Oral Judgment : (S.C. Gupte, J.)

1. This writ petition is filed by the petitioners who run an onshore casino. The petition challenges an order passed by the Under Secretary (Home) of the Government of Goa in pursuance of a show cause notice issued to the petitioners for recovery of fees for running of the casino and a demand notice issued to the petitioners in pursuance of such order.

2. The bare facts of the petitioners' case, necessary for the purposes of determining the controversy in the petition, may be noted as follows:

2.1 Petitioner no.1 is the owner of a five star hotel run under the name and style of 'Caravela Beach Resort' situated at Varca Goa.
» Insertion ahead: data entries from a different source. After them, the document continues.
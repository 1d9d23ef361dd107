/*
 * shae: analyse GPU shader ISA dumps.
 * Copyright (C) 2022  Ruifeng Xie
 *
 * This program is free software: you can redistribute it and/or modify
 * it under the terms of the GNU Affero General Public License as
 * published by the Free Software Foundation, either version 3 of the
 * License, or (at your option) any later version.
 *
 * This program is distributed in the hope that it will be useful,
 * but WITHOUT ANY WARRANTY; without even the implied warranty of
 * MERCHANTABILITY or FITNESS FOR A PARTICULAR PURPOSE.  See the
 * GNU Affero General Public License for more details.
 *
 * You should have received a copy of the GNU Affero General Public License
 * along with this program.  If not, see <https://www.gnu.org/licenses/>.
 */

//! Live variable analysis for VGPRs, on the per-instruction control flow graph.
//!
//! The usual backward equations are iterated until a fixpoint:
//! - `OUT[n] = ⋃ IN[s]` for all successors `s` of `n`;
//! - `IN[n] = USE[n] ∪ (OUT[n] - DEF[n])`.
//!
//! Both sets only ever grow, and are bounded by the (finite) set of registers in the program, so
//! the iteration always terminates.

use crate::analysis::control_flow::{GatherOrder, InstrGraph};
use crate::analysis::lattice::JoinSemiLattice;
use crate::block::Blocks;
use crate::instr::{Instruction, RegSet, RegisterSet};

/// Result of the liveness analysis. The live sets themselves are stored in the graph nodes.
#[derive(Debug, Clone, Eq, PartialEq)]
pub struct Liveness {
    /// Nodes taking part in the analysis, in the order they were processed.
    pub order: Vec<usize>,
    /// Number of sweeps until the fixpoint, including the final sweep without changes.
    pub sweeps: usize,
}

/// Processing order: depth-first from the exit node, following predecessor edges. Without an
/// exit node (i.e. the program never terminates), depth-first from the entry node instead.
pub fn processing_order(graph: &InstrGraph) -> Vec<usize> {
    match graph.exit() {
        Some(exit) => graph.gather(exit, GatherOrder::Predecessors),
        None => graph.gather(graph.entry(), GatherOrder::Successors),
    }
}

/// Update `OUT` and then `IN` once for each node in `order`, returning whether or not anything
/// changed.
pub fn sweep(graph: &mut InstrGraph, blocks: &Blocks, order: &[usize]) -> bool {
    let no_registers = RegisterSet::default();
    let mut changed = false;
    for &n in order {
        let node = &graph.nodes()[n];
        let mut live_out = node.live_out.clone();
        changed |= live_out.join_assign_many(
            node.successors.iter().map(|&s| &graph.nodes()[s].live_in));

        let regs = node.instruction(blocks).map_or(&no_registers, Instruction::registers);
        let transferred: RegSet = regs.read.iter()
            .chain(live_out.difference(&regs.written))
            .copied()
            .collect();
        let mut live_in = node.live_in.clone();
        changed |= live_in.join_assign(&transferred);

        let node = &mut graph.nodes_mut()[n];
        node.live_out = live_out;
        node.live_in = live_in;
    }
    changed
}

/// Run the analysis to its fixpoint.
pub fn solve(graph: &mut InstrGraph, blocks: &Blocks) -> Liveness {
    let order = processing_order(graph);
    let mut sweeps = 1;
    while sweep(graph, blocks, &order) {
        sweeps += 1;
    }
    tracing::debug!(nodes = order.len(), sweeps, "liveness fixpoint reached");
    Liveness { order, sweeps }
}

impl Liveness {
    /// Nodes in program order: by basic block, and then by position within the block.
    pub fn program_order(&self, graph: &InstrGraph, blocks: &Blocks) -> Vec<usize> {
        let mut nodes = self.order.clone();
        nodes.sort_by_key(|&n| {
            let node = &graph.nodes()[n];
            (blocks[node.block].order, node.order)
        });
        nodes
    }
}

#[cfg(test)]
mod tests {
    use itertools::assert_equal;

    use crate::analysis::control_flow::InstrGraph;
    use crate::block::Blocks;
    use crate::instr::RegSet;
    use crate::program::read_program;
    use crate::reader::IsaFormat;
    use crate::samples;
    use super::{processing_order, solve, sweep};

    fn analysed(text: &str) -> (Blocks, InstrGraph) {
        let blocks = read_program(text, IsaFormat::Auto).unwrap();
        let mut graph = InstrGraph::lower(&blocks);
        solve(&mut graph, &blocks);
        (blocks, graph)
    }

    fn live_in_of(blocks: &Blocks, graph: &InstrGraph, mnemonic: &str) -> RegSet {
        graph.nodes().iter()
            .find(|n| n.instruction(blocks).map_or(false, |i| i.opcode().name == mnemonic))
            .unwrap()
            .live_in.clone()
    }

    #[test]
    fn test_loop_liveness() {
        let (blocks, graph) = analysed(samples::LOOP);
        // v4 is read in the loop, but never written
        assert_equal(graph.nodes()[graph.entry()].live_in.iter().copied(), [0u32, 1, 4]);
        assert_equal(live_in_of(&blocks, &graph, "v_add_f32").iter().copied(), [2u32, 3, 4]);
        assert_equal(live_in_of(&blocks, &graph, "s_cbranch_vccnz").iter().copied(), [2u32, 3, 4]);
        assert_equal(live_in_of(&blocks, &graph, "v_mul_f32").iter().copied(), [2u32, 3]);
        assert_equal(live_in_of(&blocks, &graph, "exp").iter().copied(), [5u32]);
        assert!(live_in_of(&blocks, &graph, "s_endpgm").is_empty());
        let exit = graph.exit().unwrap();
        assert!(graph.nodes()[exit].live_in.is_empty());
        assert!(graph.nodes()[exit].live_out.is_empty());
    }

    #[test]
    fn test_monotone_and_bounded() {
        let blocks = read_program(samples::LOOP, IsaFormat::Auto).unwrap();
        let mut graph = InstrGraph::lower(&blocks);
        let order = processing_order(&graph);
        let universe: RegSet = blocks.instructions()
            .flat_map(|i| i.registers().read.iter().chain(i.registers().written.iter()))
            .copied()
            .collect();
        let bound = universe.len() * graph.nodes().len() + 1;
        let snapshot = |graph: &InstrGraph| graph.nodes().iter()
            .map(|n| (n.live_in.clone(), n.live_out.clone()))
            .collect::<Vec<_>>();

        let mut sweeps = 0;
        let mut before = snapshot(&graph);
        loop {
            sweeps += 1;
            assert!(sweeps <= bound);
            let changed = sweep(&mut graph, &blocks, &order);
            let after = snapshot(&graph);
            for ((in0, out0), (in1, out1)) in before.iter().zip(after.iter()) {
                assert!(in0.is_subset(in1));
                assert!(out0.is_subset(out1));
                assert!(in1.is_subset(&universe) && out1.is_subset(&universe));
            }
            assert_eq!(changed, before != after);
            if !changed { break; }
            before = after;
        }
    }

    #[test]
    fn test_unknown_opcode_is_transparent() {
        let (blocks, graph) = analysed(indoc::indoc! {"
            shader
              v_mov_b32 v1, v0
              xyz_foo v0, v1
              v_mov_b32 v2, v1
              s_endpgm
            end
        "});
        // `xyz_foo` neither kills nor uses anything
        assert_equal(live_in_of(&blocks, &graph, "xyz_foo").iter().copied(), [1u32]);
    }

    #[test]
    fn test_idempotent() {
        let (_, first) = analysed(samples::LOOP);
        let (_, second) = analysed(samples::LOOP);
        assert_eq!(first, second);
    }

    #[test]
    fn test_endless_loop() {
        let (blocks, graph) = analysed(indoc::indoc! {"
            shader
            label_0:
              v_add_f32 v0, v0, v1
              s_branch label_0
            end
        "});
        let add = live_in_of(&blocks, &graph, "v_add_f32");
        assert_equal(add.iter().copied(), [0u32, 1]);
    }
}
Petitioner no.1 was operating a casino in this hotel by the name of 'Goa Nugget' under a licence initially issued on 12/02/1993 and valid for a period of 5 years and thereafter renewed from time to time up to 12/10/2014. The last renewal of the licence was granted to the petitioners for the period from 25/04/2008 to 24/04/2013. The licence and its renewal were under Section 13A of the Goa, Daman & Diu Public Gambling Act, 1976 ('the Act' for short hereinafter), under which the Government had issued a notification fixing conditions including payment of fees for the licence.

2.2 On 25/05/2012, the Government of Goa issued a notification under Section 13A of the Act, read with Section 21 of the General Clauses Act, amending the original notification and re-fixing recurring licence fees for authorised game of electronic amusement/slot machines in five star hotels. The notification, inter alia, required a licensee of a land based casino in a five star hotel to pay an annual recurring fee of Rs.2,50,00,000/- (Rupees two crores fifty lakhs only) irrespective of the number of machines installed on the licenced premises. (In addition to the annual recurring fees, under the notification then operating, the licensees were required to pay a fixed licence fee.) The notification was said to come into force with immediate effect.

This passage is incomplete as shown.